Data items
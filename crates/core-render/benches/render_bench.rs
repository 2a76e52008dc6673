use core_render::{RenderSettings, Renderer};
use core_state::Document;
use core_syntax::builtin::{c_keywords, c_syntax, default_palette};
use criterion::{Criterion, criterion_group, criterion_main};
use std::hint::black_box;
use std::sync::Arc;

fn sample_source(lines: usize) -> String {
    let mut text = String::new();
    for i in 0..lines {
        match i % 4 {
            0 => text.push_str("/* block comment\n"),
            1 => text.push_str("   still inside */ int x = 1;\n"),
            2 => text.push_str("\tif (x) { return \"str\"; } // tail\n"),
            _ => text.push_str("while (i < 10) { call(a[i], b); }\n"),
        }
    }
    text
}

fn bench_render(c: &mut Criterion) {
    let colors = default_palette();
    let keywords = c_keywords(&colors);
    let syntax = Arc::new(c_syntax(&colors).expect("builtin syntax compiles"));
    let mut doc = Document::from_text("bench.c", &sample_source(5_000)).expect("document");
    doc.set_syntax(Some(syntax));
    doc.set_cursor(2_500, 12);
    let settings = RenderSettings::new(&colors, 120, 50).with_keywords(&keywords);

    c.bench_function("render_full_frame", |b| {
        let mut renderer = Renderer::new();
        b.iter(|| {
            let out = renderer
                .render(Some(black_box(&doc)), &settings, false)
                .expect("render");
            black_box(out.frame.len());
        })
    });

    c.bench_function("render_optimized_frame", |b| {
        let mut renderer = Renderer::new();
        b.iter(|| {
            let out = renderer
                .render(Some(black_box(&doc)), &settings, true)
                .expect("render");
            black_box(out.frame.changed_count());
        })
    });
}

criterion_group!(benches, bench_render);
criterion_main!(benches);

_DIRECTIONS FOR THIS TASK_.
What you give back must match the records word for word.

_SOLVED EXERCISE_.
filename crates/core-render/benches/render_bench.rs
repository 2a76e52008dc6673
use core_render::{RenderSettings, Renderer};
use core_state::Document;
use core_syntax::builtin::{c_keywords, c_syntax, default_palette};
use criterion::{Criterion, criterion_group, criterion_main};
use std::hint::black_box;
use std::sync::Arc;

fn sample_source(lines: usize) -> String {
    let mut text = String::new();
    for i in 0..lines {
        match i % 4 {
            0 => text.push_str("/* block comment\n"),
            1 => text.push_str("   still inside */ int x = 1;\n"),
            2 => text.push_str("\tif (x) { return \"str\"; } // tail\n"),
            _ => text.push_str("while (i < 10) { call(a[i], b); }\n"),
        }
    }
    text
}

fn bench_render(c: &mut Criterion) {
    let colors = default_palette();
    let keywords = c_keywords(&colors);
    let syntax = Arc::new(c_syntax(&colors).expect("builtin syntax compiles"));
    let mut doc = Document::from_text("bench.c", &sample_source(5_000)).expect("document");
    doc.set_syntax(Some(syntax));
    doc.set_cursor(2_500, 12);
    let settings = RenderSettings::new(&colors, 120, 50).with_keywords(&keywords);

    c.bench_function("render_full_frame", |b| {
        let mut renderer = Renderer::new();
        b.iter(|| {
            let out = renderer
                .render(Some(black_box(&doc)), &settings, false)
                .expect("render");
            black_box(out.frame.len());
        })
    });

    c.bench_function("render_optimized_frame", |b| {
        let mut renderer = Renderer::new();
        b.iter(|| {
            let out = renderer
                .render(Some(black_box(&doc)), &settings, true)
                .expect("render");
            black_box(out.frame.changed_count());
        })
    });
}

criterion_group!(benches, bench_render);
criterion_main!(benches);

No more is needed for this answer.